What the task requires:
An unaltered copy of every line below is the expected output.

[Saved data entries]
'''

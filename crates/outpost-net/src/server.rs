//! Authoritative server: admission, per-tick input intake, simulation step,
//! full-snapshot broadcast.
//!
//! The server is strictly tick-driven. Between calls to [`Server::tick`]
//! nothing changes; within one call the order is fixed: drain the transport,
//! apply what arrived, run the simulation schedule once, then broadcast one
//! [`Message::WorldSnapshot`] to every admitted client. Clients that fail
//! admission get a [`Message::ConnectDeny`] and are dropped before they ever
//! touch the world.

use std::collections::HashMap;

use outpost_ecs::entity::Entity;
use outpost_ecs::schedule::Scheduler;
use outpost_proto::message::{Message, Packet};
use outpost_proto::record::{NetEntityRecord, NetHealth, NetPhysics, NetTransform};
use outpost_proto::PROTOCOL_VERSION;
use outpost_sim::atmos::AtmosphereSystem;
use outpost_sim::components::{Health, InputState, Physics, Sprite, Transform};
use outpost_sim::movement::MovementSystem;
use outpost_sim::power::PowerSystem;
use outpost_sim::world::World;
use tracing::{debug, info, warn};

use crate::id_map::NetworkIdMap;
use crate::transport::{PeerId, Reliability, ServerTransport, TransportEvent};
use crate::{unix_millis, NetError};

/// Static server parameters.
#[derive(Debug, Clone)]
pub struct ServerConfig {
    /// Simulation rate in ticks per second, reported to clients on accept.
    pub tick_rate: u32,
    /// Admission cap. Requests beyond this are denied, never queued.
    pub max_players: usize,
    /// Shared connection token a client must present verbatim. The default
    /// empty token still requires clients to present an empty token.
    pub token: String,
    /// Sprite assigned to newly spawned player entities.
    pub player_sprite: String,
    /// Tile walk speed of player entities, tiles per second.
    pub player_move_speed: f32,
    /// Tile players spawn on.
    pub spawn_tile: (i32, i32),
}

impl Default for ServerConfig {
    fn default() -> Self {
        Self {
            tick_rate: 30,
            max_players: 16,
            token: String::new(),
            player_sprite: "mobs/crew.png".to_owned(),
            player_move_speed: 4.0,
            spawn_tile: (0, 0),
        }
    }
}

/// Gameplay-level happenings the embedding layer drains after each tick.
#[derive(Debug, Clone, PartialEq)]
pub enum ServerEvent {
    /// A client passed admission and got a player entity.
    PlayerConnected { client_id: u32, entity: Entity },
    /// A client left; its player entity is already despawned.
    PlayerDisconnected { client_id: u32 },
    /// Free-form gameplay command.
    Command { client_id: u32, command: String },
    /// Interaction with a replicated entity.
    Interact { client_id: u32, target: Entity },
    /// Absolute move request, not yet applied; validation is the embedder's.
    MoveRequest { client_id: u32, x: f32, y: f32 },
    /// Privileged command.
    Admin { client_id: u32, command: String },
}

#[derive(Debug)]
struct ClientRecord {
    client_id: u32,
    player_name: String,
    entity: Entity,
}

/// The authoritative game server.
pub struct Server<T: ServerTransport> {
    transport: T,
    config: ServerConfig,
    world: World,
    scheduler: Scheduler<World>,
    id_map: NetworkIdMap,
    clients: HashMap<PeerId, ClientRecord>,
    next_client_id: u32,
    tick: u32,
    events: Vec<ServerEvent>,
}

'''

Answer section:
filename crates/outpost-net/src/server.rs
//! Authoritative server: admission, per-tick input intake, simulation step,
//! full-snapshot broadcast.
//!
//! The server is strictly tick-driven. Between calls to [`Server::tick`]
//! nothing changes; within one call the order is fixed: drain the transport,
//! apply what arrived, run the simulation schedule once, then broadcast one
//! [`Message::WorldSnapshot`] to every admitted client. Clients that fail
//! admission get a [`Message::ConnectDeny`] and are dropped before they ever
//! touch the world.

use std::collections::HashMap;

use outpost_ecs::entity::Entity;
use outpost_ecs::schedule::Scheduler;
use outpost_proto::message::{Message, Packet};
use outpost_proto::record::{NetEntityRecord, NetHealth, NetPhysics, NetTransform};
use outpost_proto::PROTOCOL_VERSION;
use outpost_sim::atmos::AtmosphereSystem;
use outpost_sim::components::{Health, InputState, Physics, Sprite, Transform};
use outpost_sim::movement::MovementSystem;
use outpost_sim::power::PowerSystem;
use outpost_sim::world::World;
use tracing::{debug, info, warn};

use crate::id_map::NetworkIdMap;
use crate::transport::{PeerId, Reliability, ServerTransport, TransportEvent};
use crate::{unix_millis, NetError};

/// Static server parameters.
#[derive(Debug, Clone)]
pub struct ServerConfig {
    /// Simulation rate in ticks per second, reported to clients on accept.
    pub tick_rate: u32,
    /// Admission cap. Requests beyond this are denied, never queued.
    pub max_players: usize,
    /// Shared connection token a client must present verbatim. The default
    /// empty token still requires clients to present an empty token.
    pub token: String,
    /// Sprite assigned to newly spawned player entities.
    pub player_sprite: String,
    /// Tile walk speed of player entities, tiles per second.
    pub player_move_speed: f32,
    /// Tile players spawn on.
    pub spawn_tile: (i32, i32),
}

impl Default for ServerConfig {
    fn default() -> Self {
        Self {
            tick_rate: 30,
            max_players: 16,
            token: String::new(),
            player_sprite: "mobs/crew.png".to_owned(),
            player_move_speed: 4.0,
            spawn_tile: (0, 0),
        }
    }
}

/// Gameplay-level happenings the embedding layer drains after each tick.
#[derive(Debug, Clone, PartialEq)]
pub enum ServerEvent {
    /// A client passed admission and got a player entity.
    PlayerConnected { client_id: u32, entity: Entity },
    /// A client left; its player entity is already despawned.
    PlayerDisconnected { client_id: u32 },
    /// Free-form gameplay command.
    Command { client_id: u32, command: String },
    /// Interaction with a replicated entity.
    Interact { client_id: u32, target: Entity },
    /// Absolute move request, not yet applied; validation is the embedder's.
    MoveRequest { client_id: u32, x: f32, y: f32 },
    /// Privileged command.
    Admin { client_id: u32, command: String },
}

#[derive(Debug)]
struct ClientRecord {
    client_id: u32,
    player_name: String,
    entity: Entity,
}

/// The authoritative game server.
pub struct Server<T: ServerTransport> {
    transport: T,
    config: ServerConfig,
    world: World,
    scheduler: Scheduler<World>,
    id_map: NetworkIdMap,
    clients: HashMap<PeerId, ClientRecord>,
    next_client_id: u32,
    tick: u32,
    events: Vec<ServerEvent>,
}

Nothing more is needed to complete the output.